Since the industrial revolution humans have looked for ways to speed up processes and improve productivity – essentially get more for less effort.
It wasn’t until the 1940s that the term automation was first used by an engineering manager at Ford. But it was seen long before then – the development of water wheels, pulley systems and the loom, are just a few mechanical tools used to help us produce more output without the requirement to increase human effort and time. In the industrial world we can see automation in action, picture car manufacturing lines for example. The development of the computer in the 1960s saw the start of the digital revolution and a whole new ball game began. From here we have seen the rapid evolution of software applications that can achieve automation using digital technology. Essentially software enabled us to automate repetitive, often time consuming, tasks or processes, which previously would have relied on humans interacting with a computer. But this rapid increase in the use of digital automation into all industries and business units is invisible to us.
Automation in a digital environment
Automation in the digital environment has been established since the 1990s and is tried, tested and trusted. For example, finance departments have used it to compile financial reports; recruitment agencies will use it to review CVs and pick out key criteria for choosing a CV to look at in more detail; and comparison websites are the classic example in the public domain – you put in a set of criteria then software robots search other sites so you don’t have to. These software robots take the user’s request for a product, search other vendor sites and find the cheapest available whether its – insurance, holidays, or loans.

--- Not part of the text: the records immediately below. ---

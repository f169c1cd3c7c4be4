//! Nominatim geocoding backend (OpenStreetMap)
//!
//! Uses the free Nominatim API for geocoding. No key is required, but the
//! public instance expects an identifying User-Agent and modest request rates.

use crate::constants::api::NOMINATIM_URL;
use crate::error::{Error, Result};
use crate::geo::{GeoBackend, GeoLocation};
use serde::Deserialize;

const USER_AGENT: &str = concat!(env!("CARGO_PKG_NAME"), "/", env!("CARGO_PKG_VERSION"));

/// Nominatim geocoding backend
#[derive(Debug, Clone)]
pub struct NominatimBackend {
    client: reqwest::Client,
}

/// Nominatim search response item
#[derive(Debug, Deserialize)]
struct NominatimResult {
    lat: String,
    lon: String,
    display_name: String,
}

impl NominatimBackend {
    /// Create a new Nominatim backend
    pub fn new() -> Result<Self> {
        let client = reqwest::Client::builder().user_agent(USER_AGENT).build()?;
        Ok(Self { client })
    }

    /// Parse lat/lng strings to f64
    fn parse_coords(lat: &str, lng: &str) -> Result<(f64, f64)> {
        let lat: f64 = lat
            .parse()
            .map_err(|_| Error::Geo(format!("Invalid latitude: {}", lat)))?;
        let lng: f64 = lng
            .parse()
            .map_err(|_| Error::Geo(format!("Invalid longitude: {}", lng)))?;
        Ok((lat, lng))
    }

    /// Take the first search result, if any
    fn first_location(results: Vec<NominatimResult>) -> Result<Option<GeoLocation>> {
        match results.into_iter().next() {
            Some(result) => {
                let (lat, lng) = Self::parse_coords(&result.lat, &result.lon)?;
                Ok(Some(GeoLocation {
                    lat,
                    lng,
                    display_name: result.display_name,
                }))
            }
            None => Ok(None),
        }
    }
}

impl GeoBackend for NominatimBackend {
    async fn geocode(&self, query: &str) -> Result<Option<GeoLocation>> {
        let url = format!(
            "{}/search?q={}&format=json&limit=1",
            NOMINATIM_URL,
            urlencoding::encode(query)
        );

        let response = self
            .client
            .get(&url)
            .send()
            .await
            .map_err(|e| Error::Geo(format!("Nominatim request failed: {}", e)))?;

        if !response.status().is_success() {
            return Err(Error::Geo(format!(
                "Nominatim returned status: {}",
                response.status()
            )));
        }

        let results: Vec<NominatimResult> = response
            .json()
            .await
            .map_err(|e| Error::Geo(format!("Failed to parse Nominatim response: {}", e)))?;

        Self::first_location(results)
    }
}

#[cfg(test)]
mod tests {
    use super::*;

    #[test]
    fn test_parse_coords() {
        let (lat, lng) = NominatimBackend::parse_coords("-33.8915", "151.2767").unwrap();
        assert!((lat - (-33.8915)).abs() < 0.0001);
        assert!((lng - 151.2767).abs() < 0.0001);
    }

    #[test]
    fn test_parse_coords_invalid() {
        assert!(NominatimBackend::parse_coords("invalid", "0").is_err());
        assert!(NominatimBackend::parse_coords("0", "invalid").is_err());
    }

    #[test]
    fn test_first_location() {
        let json = r#"[
            {"lat": "-33.8914", "lon": "151.2766", "display_name": "Bondi, Sydney, NSW, Australia"},
            {"lat": "-37.0", "lon": "145.0", "display_name": "Somewhere else"}
        ]"#;
        let results: Vec<NominatimResult> = serde_json::from_str(json).unwrap();

        let location = NominatimBackend::first_location(results).unwrap().unwrap();
        assert!((location.lat - (-33.8914)).abs() < 1e-9);
        assert!(location.display_name.starts_with("Bondi"));
    }

    #[test]
    fn test_no_results() {
        assert!(NominatimBackend::first_location(Vec::new()).unwrap().is_none());
    }

    #[test]
    fn test_user_agent() {
        assert!(USER_AGENT.starts_with("suburb-nearby/"));
    }
}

It has been used in healthcare too – although largely by the IT teams to automate back end processes. As an example, digital automation tools have been in the toolkit of software testers to augment, or replace, the often-used test scripts keyed manually by a bank of users. Not only is the technology used to test the applications, it has supported numerous cases of data transfer where vendors are unwilling or unable to process data files.
Process automation in a connected digital environment
As technology has moved on so have the capabilities of automation software. The term we use today to describe this technology is robotic process automation (RPA).

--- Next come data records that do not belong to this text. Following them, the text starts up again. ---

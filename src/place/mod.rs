//! Named places
//!
//! A place is a name plus the coordinates the geocoder resolved it to. Raw
//! input lines may carry a disambiguator after a comma ("Bondi, NSW"); the
//! full line is sent to the geocoder but only the part before the comma is
//! kept as the place's name.

pub mod input;

use crate::coord::Coordinates;
use serde::{Deserialize, Serialize};

/// A geocoded place
#[derive(Debug, Clone, PartialEq, Serialize, Deserialize)]
pub struct PlaceRecord {
    /// Place name (raw input up to the first comma)
    #[serde(alias = "nme")]
    pub name: String,
    pub lat: f64,
    pub lng: f64,
}

impl PlaceRecord {
    /// Create a record with an already-stripped name
    pub fn new(name: impl Into<String>, lat: f64, lng: f64) -> Self {
        Self {
            name: name.into(),
            lat,
            lng,
        }
    }

    /// Create a record from the raw query that was geocoded
    pub fn from_query(query: &str, coords: Coordinates) -> Self {
        Self::new(base_name(query), coords.lat, coords.lng)
    }

    /// This record's position
    pub fn coords(&self) -> Coordinates {
        Coordinates::new(self.lat, self.lng)
    }
}

/// The part of a raw place string before the first comma, trimmed
///
/// "Bondi, NSW, Australia" -> "Bondi"
pub fn base_name(raw: &str) -> &str {
    raw.split(',').next().unwrap_or(raw).trim()
}
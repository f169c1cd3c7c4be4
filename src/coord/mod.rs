//! Geographic coordinates and great-circle distance

pub mod distance;

use crate::error::{Error, Result};
use serde::{Deserialize, Serialize};

pub use distance::haversine_distance;

/// A geographic coordinate (latitude, longitude) in degrees
#[derive(Debug, Clone, Copy, PartialEq, Serialize, Deserialize)]
pub struct Coordinates {
    pub lat: f64,
    pub lng: f64,
}

impl Coordinates {
    /// Create new coordinates
    pub fn new(lat: f64, lng: f64) -> Self {
        Self { lat, lng }
    }

    /// Validate that coordinates are finite and within valid ranges
    ///
    /// Latitude: -90 to 90
    /// Longitude: -180 to 180
    pub fn validate(&self) -> Result<()> {
        if !self.lat.is_finite() || !self.lng.is_finite() {
            return Err(Error::InvalidCoordinates(format!(
                "({}, {}) is not finite",
                self.lat, self.lng
            )));
        }
        if self.lat < -90.0 || self.lat > 90.0 {
            return Err(Error::InvalidCoordinates(format!(
                "Latitude {} is out of range [-90, 90]",
                self.lat
            )));
        }
        if self.lng < -180.0 || self.lng > 180.0 {
            return Err(Error::InvalidCoordinates(format!(
                "Longitude {} is out of range [-180, 180]",
                self.lng
            )));
        }
        Ok(())
    }
}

This technology allows users to train a software based “robot” to move a mouse cursor, press buttons, type text, read from screens and images, and interact with key productivity software and existing applications.

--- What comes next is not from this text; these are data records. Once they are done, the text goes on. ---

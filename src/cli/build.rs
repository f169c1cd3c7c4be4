//! Build command handler
//!
//! Geocodes the names file, saves the place data and builds the cache from
//! it, all in one run. Nothing is written if the run is cancelled.

use crate::cli::cache::write_cache;
use crate::cli::geocode::{geocode_names, GeocoderArgs};
use crate::cli::{cancel_on_ctrl_c, check_cancelled, DatasetArgs};
use crate::config::Config;
use crate::dataset::DatasetPaths;
use crate::error::Result;
use crate::place::PlaceRecord;
use crate::store;
use clap::Args;
use std::path::{Path, PathBuf};
use tokio_util::sync::CancellationToken;
use tracing::info;

/// Build command arguments
#[derive(Args)]
pub struct BuildArgs {
    #[command(flatten)]
    pub dataset: DatasetArgs,

    #[command(flatten)]
    pub geocoder: GeocoderArgs,

    /// Nearby places to keep per place
    #[arg(long = "count", short = 'k')]
    pub count: Option<usize>,

    /// Names file (defaults to the dataset's)
    #[arg(long, short = 'i')]
    pub input: Option<PathBuf>,

    /// Cache file to write (defaults to the dataset's)
    #[arg(long, short = 'o')]
    pub output: Option<PathBuf>,

    /// Place data file to write (defaults to the dataset's, or next to
    /// --output when --input is given)
    #[arg(long, short = 'p')]
    pub places: Option<PathBuf>,

    /// Don't save the intermediate place data file
    #[arg(long, conflicts_with = "places")]
    pub no_places: bool,
}

/// Run the build command
pub async fn run(args: BuildArgs) -> Result<()> {
    let mut config = Config::load()?;
    args.geocoder.apply(&mut config);

    let paths = DatasetPaths::resolve(&config.paths, args.dataset.full);
    let output = args.output.unwrap_or(paths.cache);
    let places_path = match (args.no_places, args.places) {
        (true, _) => None,
        (false, Some(places)) => Some(places),
        (false, None) if args.input.is_some() => Some(places_beside(&output)),
        (false, None) => Some(paths.places),
    };
    let input = args.input.unwrap_or(paths.names);
    let count = args.count.unwrap_or(config.nearby.count);

    let cancel = cancel_on_ctrl_c();
    let report = geocode_names(&config, &input, &cancel).await?;

    write_outputs(&report.places, places_path.as_deref(), count, &output, &cancel)
}

/// Place data path for a custom names file, kept next to its cache
fn places_beside(output: &Path) -> PathBuf {
    output.with_extension("places.json")
}

fn write_outputs(
    places: &[PlaceRecord],
    places_path: Option<&Path>,
    count: usize,
    output: &Path,
    cancel: &CancellationToken,
) -> Result<()> {
    if let Some(path) = places_path {
        check_cancelled(cancel)?;
        store::save_places(path, places)?;
        info!("Place data written to {}", path.display());
    }

    write_cache(places, count, output, cancel)?;
    Ok(())
}

#[cfg(test)]
mod tests {
    use super::*;
    use crate::cli::{Cli, Commands};
    use clap::Parser;
    use tempfile::TempDir;

    fn places() -> Vec<PlaceRecord> {
        vec![
            PlaceRecord::new("Manly", -33.797, 151.284),
            PlaceRecord::new("Fairlight", -33.794, 151.274),
            PlaceRecord::new("Dee Why", -33.752, 151.288),
        ]
    }

    #[test]
    fn test_write_outputs() {
        let temp_dir = TempDir::new().unwrap();
        let places_path = temp_dir.path().join("demo-location-data.json");
        let output = temp_dir.path().join("demo-locations-cache.json");

        write_outputs(&places(), Some(&places_path), 2, &output, &CancellationToken::new())
            .unwrap();

        assert_eq!(store::load_places(&places_path).unwrap(), places());
        assert_eq!(store::load_cache(&output).unwrap().len(), 3);
    }

    #[test]
    fn test_cancelled_writes_nothing() {
        let temp_dir = TempDir::new().unwrap();
        let places_path = temp_dir.path().join("demo-location-data.json");
        let output = temp_dir.path().join("demo-locations-cache.json");

        let cancel = CancellationToken::new();
        cancel.cancel();

        let err = write_outputs(&places(), Some(&places_path), 2, &output, &cancel).unwrap_err();
        assert!(matches!(err, crate::error::Error::Cancelled));
        assert!(!places_path.exists());
        assert!(!output.exists());
    }

    #[test]
    fn test_places_beside_output() {
        assert_eq!(
            places_beside(Path::new("out/north-shore.json")),
            PathBuf::from("out/north-shore.places.json")
        );
    }

    #[test]
    fn test_parse_places_override() {
        let cli = Cli::try_parse_from([
            "suburb-nearby",
            "build",
            "-i",
            "north-shore.txt",
            "--places",
            "north-shore-data.json",
        ])
        .unwrap();
        match cli.command {
            Commands::Build(args) => {
                assert_eq!(args.places, Some(PathBuf::from("north-shore-data.json")));
                assert!(!args.no_places);
            }
            _ => panic!("expected build command"),
        }

        let conflict = Cli::try_parse_from([
            "suburb-nearby",
            "build",
            "--no-places",
            "--places",
            "x.json",
        ]);
        assert!(conflict.is_err());
    }
}
//! suburb-nearby CLI entry point

use suburb_nearby::cli;

#[tokio::main]
async fn main() {
    if let Err(e) = cli::run().await {
        eprintln!("Error: {}", e);
        std::process::exit(1);
    }
}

The opportunity in health now is for end users, admin staff, and clinicians start to use and benefit from this technology.
A key message of the NHS ten-year plan is interoperability – transferring information seamlessly from one system to another. In small pockets this is being achieved through the transfer of data from standards-based data formats such as FHIR and HL7 which are being processed into front-end input and vice versa. This approach is incredibly useful where the destination solution has a need for information to be processed via rules and validation that would otherwise be missed through direct data transfer.
However, data doesn’t necessarily need rules and validation to be transferred between systems. So why isn’t RPA being used more to support the vision of the ten-year plan when it can support the joining up of our health and care systems?
Why is healthcare on the back foot?
Healthcare seems to be on the back foot when it comes to the adoption of process automation using RPA. Though physical robots have been seen in the pharmacy for around 15 years, the move to process automation across other healthcare settings seems to be hindered. Is trust the barrier, or is there a lack of awareness of the capability, and the availability of the technology?
We all understand the physical, but we can’t visualise it so easily in the digital world. People ask: how can you trust a robot not to make a mistake? The answer – humans are more likely to make a mistake. People are concerned that robots misinterpret information whereas a human has the ability to understand what is there and contextualise. There will always be cases where we need humans to interpret data – can software interpret different handwriting styles? Not all, not yet, but great strides are being made in this area.
But a repetitive task that might take a human over forty hours of a working week to complete could be completed within a little over two full days through RPA. Humans need sleep, they need breaks – an automated task can run 24/7 without a break and multiple instances of these automated tasks can be executing the same processes concurrently, to achieve capacity. And automation will do it consistently every time. Each of us, with our individual nuances and experiences will read a manual and inevitably interpret it differently. The quality of output from human interaction is dependent on this interpretation. Quality of outputs from automated processes are not subject to variances in interpretation and therefore will be consistent all the time.
Another issue for people is that it’s invisible; you can’t see software automation in the same way we can see automation in manufacturing. There is nothing tangible except the process being completed with higher accuracy, speed and potentially with less human input.
Uses cases in health
RPA in the NHS has been offering demonstrably positive outcomes for many areas. Some examples are:
- Automating areas of appointment management has allowed trusts to process cancelled slots in a shorter timeframe, enabling patients who are available to have their appointments brought forward.
- Another example is the processing of deceased updates into local systems for patients who are no longer in the catchment area supported by the service thus reducing the risk of inappropriate contact.
- And finally automating the selective updates of TRUD information into key systems and providing a top-up service between releases.
And these are just the tip of the iceberg. At such an early stage of adoption, awareness of the capabilities of RPA is important whilst we grow more comfortable with it.